▸ **Records supplied**
=== Section Start ===

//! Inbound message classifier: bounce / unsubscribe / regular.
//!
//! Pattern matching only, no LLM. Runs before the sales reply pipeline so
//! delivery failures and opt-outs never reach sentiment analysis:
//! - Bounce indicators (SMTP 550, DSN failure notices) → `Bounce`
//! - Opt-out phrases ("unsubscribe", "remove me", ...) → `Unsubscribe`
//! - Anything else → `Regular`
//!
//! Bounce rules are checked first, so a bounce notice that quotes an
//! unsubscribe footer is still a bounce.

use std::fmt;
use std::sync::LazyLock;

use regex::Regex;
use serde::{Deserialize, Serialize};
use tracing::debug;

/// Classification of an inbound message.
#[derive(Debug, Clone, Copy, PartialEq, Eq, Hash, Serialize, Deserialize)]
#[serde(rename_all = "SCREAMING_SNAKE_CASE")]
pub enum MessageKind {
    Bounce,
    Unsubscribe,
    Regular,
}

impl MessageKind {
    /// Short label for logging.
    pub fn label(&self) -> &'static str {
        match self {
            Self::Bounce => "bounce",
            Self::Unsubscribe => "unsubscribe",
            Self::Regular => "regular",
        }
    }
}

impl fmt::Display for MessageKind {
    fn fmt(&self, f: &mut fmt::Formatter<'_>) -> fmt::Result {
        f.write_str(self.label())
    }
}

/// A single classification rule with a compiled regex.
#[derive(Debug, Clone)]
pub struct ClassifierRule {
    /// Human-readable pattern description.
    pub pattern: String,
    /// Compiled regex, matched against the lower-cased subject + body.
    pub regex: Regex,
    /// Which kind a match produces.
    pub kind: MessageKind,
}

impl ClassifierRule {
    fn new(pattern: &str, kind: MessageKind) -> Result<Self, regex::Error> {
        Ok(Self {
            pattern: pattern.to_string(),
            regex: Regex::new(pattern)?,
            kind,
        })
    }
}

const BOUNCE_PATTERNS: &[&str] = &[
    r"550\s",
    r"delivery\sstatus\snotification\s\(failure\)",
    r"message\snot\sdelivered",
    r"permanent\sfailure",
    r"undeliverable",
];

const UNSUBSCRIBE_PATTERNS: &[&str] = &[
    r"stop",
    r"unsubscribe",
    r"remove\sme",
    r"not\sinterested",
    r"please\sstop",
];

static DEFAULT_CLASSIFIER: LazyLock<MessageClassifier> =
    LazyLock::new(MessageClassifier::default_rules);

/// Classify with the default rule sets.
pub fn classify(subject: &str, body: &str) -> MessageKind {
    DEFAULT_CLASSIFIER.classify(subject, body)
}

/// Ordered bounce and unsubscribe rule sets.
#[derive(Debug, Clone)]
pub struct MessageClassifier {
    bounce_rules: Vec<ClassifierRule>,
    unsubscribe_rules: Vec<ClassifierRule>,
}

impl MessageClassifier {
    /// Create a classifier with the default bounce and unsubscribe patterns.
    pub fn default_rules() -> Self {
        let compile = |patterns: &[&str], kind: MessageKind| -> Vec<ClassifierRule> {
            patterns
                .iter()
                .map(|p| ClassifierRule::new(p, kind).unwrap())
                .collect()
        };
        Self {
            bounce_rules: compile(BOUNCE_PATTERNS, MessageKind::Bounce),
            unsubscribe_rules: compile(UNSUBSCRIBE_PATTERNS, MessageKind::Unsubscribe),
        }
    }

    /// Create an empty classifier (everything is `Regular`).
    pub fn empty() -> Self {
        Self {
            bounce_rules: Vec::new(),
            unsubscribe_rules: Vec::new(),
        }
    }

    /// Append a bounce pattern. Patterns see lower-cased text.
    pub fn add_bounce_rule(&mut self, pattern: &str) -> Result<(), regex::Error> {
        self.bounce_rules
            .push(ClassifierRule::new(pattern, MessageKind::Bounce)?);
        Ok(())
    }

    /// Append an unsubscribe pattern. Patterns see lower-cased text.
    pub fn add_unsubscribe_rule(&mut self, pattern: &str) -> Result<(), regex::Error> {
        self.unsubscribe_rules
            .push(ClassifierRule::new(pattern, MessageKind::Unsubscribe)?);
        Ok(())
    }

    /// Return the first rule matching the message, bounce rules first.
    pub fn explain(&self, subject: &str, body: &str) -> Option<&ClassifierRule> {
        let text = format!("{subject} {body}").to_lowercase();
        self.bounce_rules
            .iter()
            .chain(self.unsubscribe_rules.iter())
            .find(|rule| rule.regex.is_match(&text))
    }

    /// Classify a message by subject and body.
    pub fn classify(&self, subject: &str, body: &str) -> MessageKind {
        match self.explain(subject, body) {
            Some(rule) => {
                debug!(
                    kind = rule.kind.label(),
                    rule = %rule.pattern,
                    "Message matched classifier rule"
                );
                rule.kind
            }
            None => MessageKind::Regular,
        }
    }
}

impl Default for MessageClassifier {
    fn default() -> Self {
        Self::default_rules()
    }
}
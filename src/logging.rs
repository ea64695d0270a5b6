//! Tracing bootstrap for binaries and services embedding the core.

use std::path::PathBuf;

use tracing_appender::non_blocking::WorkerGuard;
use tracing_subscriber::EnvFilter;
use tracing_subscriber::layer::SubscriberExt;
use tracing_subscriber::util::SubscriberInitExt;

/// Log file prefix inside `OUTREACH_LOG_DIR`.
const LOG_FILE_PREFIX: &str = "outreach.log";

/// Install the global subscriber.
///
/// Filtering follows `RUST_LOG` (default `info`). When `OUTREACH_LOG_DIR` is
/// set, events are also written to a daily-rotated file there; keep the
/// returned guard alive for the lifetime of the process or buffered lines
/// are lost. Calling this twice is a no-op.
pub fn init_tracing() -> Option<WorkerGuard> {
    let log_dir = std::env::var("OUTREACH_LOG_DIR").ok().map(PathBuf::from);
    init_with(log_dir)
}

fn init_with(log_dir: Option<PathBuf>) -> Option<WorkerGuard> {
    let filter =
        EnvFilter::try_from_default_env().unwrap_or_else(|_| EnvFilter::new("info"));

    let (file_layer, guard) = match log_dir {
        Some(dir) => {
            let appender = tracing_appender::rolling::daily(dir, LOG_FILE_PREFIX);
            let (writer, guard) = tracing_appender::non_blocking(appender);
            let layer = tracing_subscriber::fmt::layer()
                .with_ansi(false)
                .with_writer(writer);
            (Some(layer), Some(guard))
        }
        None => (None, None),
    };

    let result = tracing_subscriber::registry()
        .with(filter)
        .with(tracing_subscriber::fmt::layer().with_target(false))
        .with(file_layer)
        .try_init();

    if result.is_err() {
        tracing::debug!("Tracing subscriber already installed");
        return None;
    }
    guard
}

=== Section End ===
=== Section Start ===

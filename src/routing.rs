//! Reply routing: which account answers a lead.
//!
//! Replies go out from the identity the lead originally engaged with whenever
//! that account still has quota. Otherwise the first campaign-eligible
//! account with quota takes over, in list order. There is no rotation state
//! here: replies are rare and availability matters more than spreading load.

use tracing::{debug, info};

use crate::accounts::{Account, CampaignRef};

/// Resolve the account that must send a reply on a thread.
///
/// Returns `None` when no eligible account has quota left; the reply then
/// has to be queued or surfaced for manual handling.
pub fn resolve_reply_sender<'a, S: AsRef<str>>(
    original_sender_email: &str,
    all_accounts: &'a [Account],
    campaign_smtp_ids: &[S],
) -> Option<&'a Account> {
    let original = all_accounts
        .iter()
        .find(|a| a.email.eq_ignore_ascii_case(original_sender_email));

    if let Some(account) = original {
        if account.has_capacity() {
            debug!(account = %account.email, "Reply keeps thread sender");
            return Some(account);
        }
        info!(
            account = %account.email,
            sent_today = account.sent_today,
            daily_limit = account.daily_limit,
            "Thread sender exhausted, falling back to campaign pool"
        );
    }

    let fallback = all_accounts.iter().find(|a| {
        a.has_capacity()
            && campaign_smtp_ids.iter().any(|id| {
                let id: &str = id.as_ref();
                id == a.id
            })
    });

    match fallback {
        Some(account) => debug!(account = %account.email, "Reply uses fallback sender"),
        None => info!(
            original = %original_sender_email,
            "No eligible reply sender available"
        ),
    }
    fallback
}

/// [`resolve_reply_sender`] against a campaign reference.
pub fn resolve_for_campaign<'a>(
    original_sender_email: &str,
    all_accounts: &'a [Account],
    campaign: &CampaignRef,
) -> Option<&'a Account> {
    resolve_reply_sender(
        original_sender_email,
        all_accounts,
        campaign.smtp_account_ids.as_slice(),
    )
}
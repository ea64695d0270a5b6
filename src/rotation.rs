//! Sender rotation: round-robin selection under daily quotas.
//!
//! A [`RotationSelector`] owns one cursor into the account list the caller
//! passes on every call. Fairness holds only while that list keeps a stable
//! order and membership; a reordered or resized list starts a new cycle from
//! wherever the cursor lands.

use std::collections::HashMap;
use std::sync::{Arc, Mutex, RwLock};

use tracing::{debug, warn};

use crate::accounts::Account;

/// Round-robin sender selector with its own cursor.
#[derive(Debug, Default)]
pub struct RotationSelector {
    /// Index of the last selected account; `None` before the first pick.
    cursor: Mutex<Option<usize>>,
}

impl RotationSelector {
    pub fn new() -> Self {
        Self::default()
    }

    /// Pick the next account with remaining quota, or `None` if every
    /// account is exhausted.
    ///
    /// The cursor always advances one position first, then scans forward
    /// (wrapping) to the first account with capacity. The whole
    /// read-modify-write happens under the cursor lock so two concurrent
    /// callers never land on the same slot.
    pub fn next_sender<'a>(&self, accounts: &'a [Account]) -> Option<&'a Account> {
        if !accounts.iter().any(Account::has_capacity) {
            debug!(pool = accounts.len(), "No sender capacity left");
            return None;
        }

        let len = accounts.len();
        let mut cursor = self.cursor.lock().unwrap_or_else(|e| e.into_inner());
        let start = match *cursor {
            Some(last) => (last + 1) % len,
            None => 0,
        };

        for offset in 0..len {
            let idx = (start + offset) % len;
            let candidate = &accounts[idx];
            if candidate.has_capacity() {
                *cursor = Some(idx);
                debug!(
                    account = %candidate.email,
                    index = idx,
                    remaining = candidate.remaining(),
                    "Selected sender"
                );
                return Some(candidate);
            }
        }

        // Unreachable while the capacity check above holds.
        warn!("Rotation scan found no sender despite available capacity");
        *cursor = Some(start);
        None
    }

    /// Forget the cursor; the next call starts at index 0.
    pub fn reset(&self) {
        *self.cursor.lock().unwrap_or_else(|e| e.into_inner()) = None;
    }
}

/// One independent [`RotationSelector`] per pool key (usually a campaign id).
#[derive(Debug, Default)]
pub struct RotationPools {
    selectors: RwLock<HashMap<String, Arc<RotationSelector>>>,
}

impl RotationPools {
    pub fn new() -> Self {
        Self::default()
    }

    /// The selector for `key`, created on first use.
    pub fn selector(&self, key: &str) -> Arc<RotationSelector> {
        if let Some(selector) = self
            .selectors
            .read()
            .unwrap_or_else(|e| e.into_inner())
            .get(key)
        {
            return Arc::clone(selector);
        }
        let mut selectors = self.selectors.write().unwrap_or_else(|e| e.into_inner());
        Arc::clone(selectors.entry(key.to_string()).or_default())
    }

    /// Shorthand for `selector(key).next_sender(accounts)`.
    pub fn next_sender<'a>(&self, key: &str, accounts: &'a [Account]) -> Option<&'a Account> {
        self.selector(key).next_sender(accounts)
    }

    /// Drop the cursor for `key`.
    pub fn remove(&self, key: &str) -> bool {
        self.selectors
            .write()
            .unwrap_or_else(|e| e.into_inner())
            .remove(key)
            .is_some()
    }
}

=== Section End ===

▸ **Exercise instructions**
Your answer should be the exact lines above from the one with "unsubscribe / regular." through the one with "a compiled regex.", both included, and nothing besides.

▸ **Solved exercise**
//! Inbound message classifier: bounce / unsubscribe / regular.
//!
//! Pattern matching only, no LLM. Runs before the sales reply pipeline so
//! delivery failures and opt-outs never reach sentiment analysis:
//! - Bounce indicators (SMTP 550, DSN failure notices) → `Bounce`
//! - Opt-out phrases ("unsubscribe", "remove me", ...) → `Unsubscribe`
//! - Anything else → `Regular`
//!
//! Bounce rules are checked first, so a bounce notice that quotes an
//! unsubscribe footer is still a bounce.

use std::fmt;
use std::sync::LazyLock;

use regex::Regex;
use serde::{Deserialize, Serialize};
use tracing::debug;

/// Classification of an inbound message.
#[derive(Debug, Clone, Copy, PartialEq, Eq, Hash, Serialize, Deserialize)]
#[serde(rename_all = "SCREAMING_SNAKE_CASE")]
pub enum MessageKind {
    Bounce,
    Unsubscribe,
    Regular,
}

impl MessageKind {
    /// Short label for logging.
    pub fn label(&self) -> &'static str {
        match self {
            Self::Bounce => "bounce",
            Self::Unsubscribe => "unsubscribe",
            Self::Regular => "regular",
        }
    }
}

impl fmt::Display for MessageKind {
    fn fmt(&self, f: &mut fmt::Formatter<'_>) -> fmt::Result {
        f.write_str(self.label())
    }
}

/// A single classification rule with a compiled regex.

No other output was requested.